* Collected data entries
* * * * * * * * *

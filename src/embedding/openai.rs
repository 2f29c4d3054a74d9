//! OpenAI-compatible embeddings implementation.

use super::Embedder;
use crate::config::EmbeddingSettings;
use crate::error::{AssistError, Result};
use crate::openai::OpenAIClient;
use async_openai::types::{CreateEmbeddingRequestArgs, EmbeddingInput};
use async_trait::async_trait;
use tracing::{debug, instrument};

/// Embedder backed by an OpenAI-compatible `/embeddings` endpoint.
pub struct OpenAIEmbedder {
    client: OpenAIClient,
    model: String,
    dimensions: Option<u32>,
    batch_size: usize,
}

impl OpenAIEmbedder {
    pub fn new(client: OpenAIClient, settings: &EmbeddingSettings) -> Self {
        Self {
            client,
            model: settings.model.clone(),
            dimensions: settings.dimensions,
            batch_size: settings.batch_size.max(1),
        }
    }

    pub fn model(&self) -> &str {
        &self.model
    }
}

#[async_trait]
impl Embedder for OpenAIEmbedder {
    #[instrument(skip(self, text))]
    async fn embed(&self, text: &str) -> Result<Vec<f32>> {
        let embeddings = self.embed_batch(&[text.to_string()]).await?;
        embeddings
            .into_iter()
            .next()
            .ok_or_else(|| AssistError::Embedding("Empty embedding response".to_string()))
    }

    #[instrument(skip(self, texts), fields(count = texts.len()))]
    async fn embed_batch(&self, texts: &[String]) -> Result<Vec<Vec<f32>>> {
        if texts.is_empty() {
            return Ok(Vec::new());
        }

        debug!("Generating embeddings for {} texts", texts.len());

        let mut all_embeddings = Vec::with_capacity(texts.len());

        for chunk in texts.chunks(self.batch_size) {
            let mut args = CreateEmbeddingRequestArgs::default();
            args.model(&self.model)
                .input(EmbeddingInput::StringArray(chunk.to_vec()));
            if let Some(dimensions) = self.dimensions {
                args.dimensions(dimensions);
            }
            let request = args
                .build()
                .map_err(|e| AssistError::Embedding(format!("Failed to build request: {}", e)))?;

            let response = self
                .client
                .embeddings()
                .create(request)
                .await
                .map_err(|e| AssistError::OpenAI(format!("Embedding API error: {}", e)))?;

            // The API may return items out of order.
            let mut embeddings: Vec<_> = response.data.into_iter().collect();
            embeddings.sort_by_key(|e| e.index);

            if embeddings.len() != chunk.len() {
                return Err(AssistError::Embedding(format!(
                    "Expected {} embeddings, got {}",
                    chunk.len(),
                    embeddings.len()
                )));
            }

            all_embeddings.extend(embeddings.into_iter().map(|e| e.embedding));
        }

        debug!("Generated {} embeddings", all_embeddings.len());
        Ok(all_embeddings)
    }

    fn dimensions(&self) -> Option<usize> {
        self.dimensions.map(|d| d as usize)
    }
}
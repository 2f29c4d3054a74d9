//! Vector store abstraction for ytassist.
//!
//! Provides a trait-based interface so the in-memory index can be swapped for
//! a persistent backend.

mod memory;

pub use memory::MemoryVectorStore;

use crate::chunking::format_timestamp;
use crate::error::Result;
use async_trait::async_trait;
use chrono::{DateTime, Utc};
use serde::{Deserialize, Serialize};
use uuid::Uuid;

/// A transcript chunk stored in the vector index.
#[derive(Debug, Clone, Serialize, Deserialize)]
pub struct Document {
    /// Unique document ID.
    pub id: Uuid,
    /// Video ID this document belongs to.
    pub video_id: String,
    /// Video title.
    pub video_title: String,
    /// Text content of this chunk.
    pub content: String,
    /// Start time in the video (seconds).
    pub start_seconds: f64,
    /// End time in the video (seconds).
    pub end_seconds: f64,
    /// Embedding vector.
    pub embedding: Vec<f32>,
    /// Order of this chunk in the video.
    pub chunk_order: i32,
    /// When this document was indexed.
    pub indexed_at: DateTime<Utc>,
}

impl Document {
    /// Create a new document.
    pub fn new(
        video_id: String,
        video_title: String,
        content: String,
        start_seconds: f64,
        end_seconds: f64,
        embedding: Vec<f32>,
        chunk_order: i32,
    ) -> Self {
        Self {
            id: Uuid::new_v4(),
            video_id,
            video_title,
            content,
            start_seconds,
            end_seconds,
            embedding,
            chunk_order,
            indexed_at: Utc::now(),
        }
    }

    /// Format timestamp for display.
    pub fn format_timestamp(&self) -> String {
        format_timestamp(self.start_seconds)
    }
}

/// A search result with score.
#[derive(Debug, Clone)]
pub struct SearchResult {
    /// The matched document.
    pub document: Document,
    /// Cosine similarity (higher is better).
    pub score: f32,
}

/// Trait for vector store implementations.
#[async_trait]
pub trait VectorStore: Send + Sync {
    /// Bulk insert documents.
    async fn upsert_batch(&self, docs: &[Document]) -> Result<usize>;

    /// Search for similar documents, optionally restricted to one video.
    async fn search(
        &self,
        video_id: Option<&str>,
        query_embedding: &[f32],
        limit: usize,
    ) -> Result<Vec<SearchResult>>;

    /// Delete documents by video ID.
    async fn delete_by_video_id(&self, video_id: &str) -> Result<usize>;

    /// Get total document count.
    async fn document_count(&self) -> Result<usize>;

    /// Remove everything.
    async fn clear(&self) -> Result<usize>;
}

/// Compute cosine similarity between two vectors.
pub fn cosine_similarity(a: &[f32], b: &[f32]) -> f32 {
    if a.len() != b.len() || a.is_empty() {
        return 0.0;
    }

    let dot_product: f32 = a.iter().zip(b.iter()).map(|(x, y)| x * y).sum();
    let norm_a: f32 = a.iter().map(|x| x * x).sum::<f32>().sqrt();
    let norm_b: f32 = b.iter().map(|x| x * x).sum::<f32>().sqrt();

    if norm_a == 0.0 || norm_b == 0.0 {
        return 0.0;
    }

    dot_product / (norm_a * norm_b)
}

* * * * * * * * *

* EXERCISE DETAILS
Scan the entries above for lines with "compatible" in them, then report how many there are as a plain number.

* WRITTEN ANSWER
2